LES PIEDS DANS LE PLAT
Alors quand je me mets à lui parler vaisselle... Banzaï ! : “Je ne suis pas fabriquant de vaisselle ! Je suis potier. Il faut comprendre mon métier pour choisir des pièces chez moi. On est dans la slow poterie, une poterie zen. C’est une poterie, sans poterie, c’est la matière, le geste, le rythme. C’est pour ça qu’on est très proches des cuisiniers. Parce qu’ils sont fascinés par l’art de la coupe. Et moi, je suis dans cette démarche. Enlever et enlever encore, pour arriver à l’essentiel. Aucune virtuosité technique, mais du ressenti, la mémoire de la main, l’amélioration par la pratique en continu.” Inspiré pour par le raku -technique d’émaillage japonais utilisé pour les bols de la cérémonie du thé- son travail est avant tout une communion entre l’homme et la nature, une médiation profonde avec les énergies, celles qui poussent, portent et guident les esprits réceptifs dans une tasse, une coupelle et même une assiette, mais sûrement pas un service entier sérigraphié !!! Hug, partage et calumet de la paix ! C’est ça ?

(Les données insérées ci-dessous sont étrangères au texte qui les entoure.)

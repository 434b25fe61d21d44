use gloo_net::http::Request;
use log::warn;
use wasm_bindgen_futures::spawn_local;

use super::{Sink, SinkError};
use crate::analytics::event::Event;

/// Fire-and-forget POST of each event to the ingestion endpoint.
pub struct RemoteSink {
    endpoint: String,
}

impl RemoteSink {
    pub fn new(endpoint: impl Into<String>) -> Self {
        Self {
            endpoint: endpoint.into(),
        }
    }
}

impl Sink for RemoteSink {
    fn name(&self) -> &'static str {
        "remote"
    }

    fn deliver(&self, event: &Event) -> Result<(), SinkError> {
        let request = Request::post(&self.endpoint)
            .json(&event.payload())
            .map_err(|e| SinkError::Encode(e.to_string()))?;
        let kind = event.kind;
        spawn_local(async move {
            match request.send().await {
                Ok(response) if !response.ok() => {
                    warn!("Ingestion rejected {} event with status {}", kind, response.status());
                }
                Ok(_) => {}
                Err(e) => warn!("Failed to send {} event: {}", kind, e),
            }
        });
        Ok(())
    }
}
use std::collections::{BTreeMap, HashSet, VecDeque};

use tokio::sync::Mutex;

use crate::models::event_models::{EventSummary, StoredEvent};

/// Bounded in-memory buffer of the newest ingested events.
pub struct EventRepository {
    capacity: usize,
    events: Mutex<VecDeque<StoredEvent>>,
}

impl EventRepository {
    pub fn new(capacity: usize) -> Self {
        Self {
            capacity: capacity.max(1),
            events: Mutex::new(VecDeque::new()),
        }
    }

    pub async fn record(&self, event: StoredEvent) {
        let mut events = self.events.lock().await;
        events.push_back(event);
        while events.len() > self.capacity {
            events.pop_front();
        }
    }

    pub async fn summary(&self) -> EventSummary {
        let events = self.events.lock().await;
        let mut by_type = BTreeMap::new();
        let mut sessions = HashSet::new();
        for event in events.iter() {
            *by_type.entry(event.kind.clone()).or_insert(0) += 1;
            sessions.insert(event.session_id.as_str());
        }
        EventSummary {
            total: events.len(),
            sessions: sessions.len(),
            by_type,
        }
    }
}

#[cfg(test)]
mod tests {
    use super::*;
    use chrono::Utc;
    use serde_json::Map;

    fn event(kind: &str, session: &str) -> StoredEvent {
        StoredEvent {
            kind: kind.to_string(),
            session_id: session.to_string(),
            user_id: "user_1".to_string(),
            timestamp: Utc::now(),
            received_at: Utc::now(),
            url: "https://clinic.test/".to_string(),
            properties: Map::new(),
        }
    }

    #[tokio::test]
    async fn evicts_oldest_beyond_capacity() {
        let repository = EventRepository::new(2);
        repository.record(event("page_view", "s1")).await;
        repository.record(event("cta_click", "s1")).await;
        repository.record(event("cta_click", "s2")).await;

        let summary = repository.summary().await;
        assert_eq!(summary.total, 2);
        assert_eq!(summary.sessions, 2);
        assert_eq!(summary.by_type.get("cta_click"), Some(&2));
        assert_eq!(summary.by_type.get("page_view"), None);
    }
}
use std::cell::Cell;
use std::rc::Rc;

use wasm_bindgen::closure::Closure;
use wasm_bindgen::{JsCast, JsValue};
use web_sys::js_sys::{Object, Reflect};
use web_sys::{ErrorEvent, PerformanceObserver, PerformanceObserverEntryList, Window};
use yew::prelude::*;

use super::{scroll_depth_percent, Metric, TrackerHandle};

#[hook]
pub fn use_tracker() -> Option<TrackerHandle> {
    use_context::<TrackerHandle>()
}

fn current_scroll_depth(window: &Window) -> Option<f64> {
    let root = window.document()?.document_element()?;
    let scroll_top = window.scroll_y().ok()?;
    let viewport = window.inner_height().ok()?.as_f64()?;
    Some(scroll_depth_percent(
        scroll_top,
        f64::from(root.scroll_height()),
        viewport,
    ))
}

/// Reports scroll-depth milestones for the lifetime of the calling component.
#[hook]
pub fn use_scroll_tracking() {
    let tracker = use_tracker();
    use_effect_with_deps(
        move |tracker| {
            let listener = tracker.clone().and_then(|tracker| {
                let window = web_sys::window()?;
                let window_clone = window.clone();
                let scroll_callback = Closure::wrap(Box::new(move || {
                    if let Some(depth) = current_scroll_depth(&window_clone) {
                        tracker.record_scroll_depth(depth);
                    }
                }) as Box<dyn FnMut()>);
                window
                    .add_event_listener_with_callback("scroll", scroll_callback.as_ref().unchecked_ref())
                    .ok()?;
                Some((window, scroll_callback))
            });

            move || {
                if let Some((window, scroll_callback)) = listener {
                    let _ = window.remove_event_listener_with_callback(
                        "scroll",
                        scroll_callback.as_ref().unchecked_ref(),
                    );
                }
            }
        },
        tracker,
    );
}

/// Forwards uncaught script errors as `error` events.
#[hook]
pub fn use_error_tracking() {
    let tracker = use_tracker();
    use_effect_with_deps(
        move |tracker| {
            let listener = tracker.clone().and_then(|tracker| {
                let window = web_sys::window()?;
                let error_callback = Closure::wrap(Box::new(move |event: ErrorEvent| {
                    let source = format!("{}:{}", event.filename(), event.lineno());
                    tracker.track_error(&event.message(), &source);
                }) as Box<dyn FnMut(ErrorEvent)>);
                window
                    .add_event_listener_with_callback("error", error_callback.as_ref().unchecked_ref())
                    .ok()?;
                Some((window, error_callback))
            });

            move || {
                if let Some((window, error_callback)) = listener {
                    let _ = window.remove_event_listener_with_callback(
                        "error",
                        error_callback.as_ref().unchecked_ref(),
                    );
                }
            }
        },
        tracker,
    );
}

type EntryCallback = Closure<dyn FnMut(PerformanceObserverEntryList)>;

fn number(entry: &JsValue, key: &str) -> Option<f64> {
    Reflect::get(entry, &JsValue::from_str(key)).ok()?.as_f64()
}

fn observe_entries(
    entry_type: &str,
    duration_threshold: Option<f64>,
    mut on_entry: impl FnMut(&JsValue) + 'static,
) -> Option<(PerformanceObserver, EntryCallback)> {
    let callback = Closure::wrap(Box::new(move |list: PerformanceObserverEntryList| {
        for entry in list.get_entries().iter() {
            on_entry(&entry);
        }
    }) as Box<dyn FnMut(PerformanceObserverEntryList)>);
    let observer = PerformanceObserver::new(callback.as_ref().unchecked_ref()).ok()?;
    let options = Object::new();
    Reflect::set(&options, &JsValue::from_str("type"), &JsValue::from_str(entry_type)).ok()?;
    Reflect::set(&options, &JsValue::from_str("buffered"), &JsValue::TRUE).ok()?;
    if let Some(threshold) = duration_threshold {
        Reflect::set(
            &options,
            &JsValue::from_str("durationThreshold"),
            &JsValue::from_f64(threshold),
        )
        .ok()?;
    }
    observer.observe(options.unchecked_ref());
    Some((observer, callback))
}

fn report_ttfb(tracker: &TrackerHandle) {
    let navigation = web_sys::window()
        .and_then(|w| w.performance())
        .map(|p| p.get_entries_by_type("navigation"));
    if let Some(entry) = navigation.map(|entries| entries.get(0)) {
        if let Some(ttfb) = number(&entry, "responseStart") {
            tracker.record_web_vital(Metric::Ttfb, ttfb);
        }
    }
}

/// Subscribes to paint, input, interaction and layout-shift signals and
/// reports them. INP is the slowest interaction seen so far.
#[hook]
pub fn use_web_vitals() {
    let tracker = use_tracker();
    use_effect_with_deps(
        move |tracker| {
            let mut observers = Vec::new();
            if let Some(tracker) = tracker.clone() {
                report_ttfb(&tracker);

                let lcp = tracker.clone();
                observers.extend(observe_entries("largest-contentful-paint", None, move |entry| {
                    if let Some(start) = number(entry, "startTime") {
                        lcp.record_web_vital(Metric::Lcp, start);
                    }
                }));

                let fcp = tracker.clone();
                observers.extend(observe_entries("paint", None, move |entry| {
                    let name = Reflect::get(entry, &JsValue::from_str("name"))
                        .ok()
                        .and_then(|v| v.as_string());
                    if name.as_deref() == Some("first-contentful-paint") {
                        if let Some(start) = number(entry, "startTime") {
                            fcp.record_web_vital(Metric::Fcp, start);
                        }
                    }
                }));

                let fid = tracker.clone();
                observers.extend(observe_entries("first-input", None, move |entry| {
                    if let (Some(start), Some(processing)) =
                        (number(entry, "startTime"), number(entry, "processingStart"))
                    {
                        fid.record_web_vital(Metric::Fid, processing - start);
                    }
                }));

                let inp = tracker.clone();
                let slowest_interaction = Rc::new(Cell::new(0.0_f64));
                observers.extend(observe_entries("event", Some(40.0), move |entry| {
                    let interaction = number(entry, "interactionId").unwrap_or(0.0);
                    if interaction <= 0.0 {
                        return;
                    }
                    if let Some(duration) = number(entry, "duration") {
                        if duration > slowest_interaction.get() {
                            slowest_interaction.set(duration);
                            inp.record_web_vital(Metric::Inp, duration);
                        }
                    }
                }));

                let cls = tracker;
                let shift_total = Rc::new(Cell::new(0.0_f64));
                observers.extend(observe_entries("layout-shift", None, move |entry| {
                    let recent_input = Reflect::get(entry, &JsValue::from_str("hadRecentInput"))
                        .ok()
                        .and_then(|v| v.as_bool())
                        .unwrap_or(false);
                    if recent_input {
                        return;
                    }
                    if let Some(value) = number(entry, "value") {
                        shift_total.set(shift_total.get() + value);
                        cls.record_web_vital(Metric::Cls, shift_total.get());
                    }
                }));
            }

            move || {
                for (observer, _callback) in observers {
                    observer.disconnect();
                }
            }
        },
        tracker,
    );
}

Certains passent du coq à l’âne, Jean-Pol Bozzone, lui, plutôt de la coupe au bol. Aucun rapport, me direz-vous et pourtant, jeux de mots et calembours s’entrechoquent gaiement dans son atelier de poteries zen. Entre pots, plats et coupelles, un vase tintinnabule façon carillon japonais, l’heure est aux confidences infusées.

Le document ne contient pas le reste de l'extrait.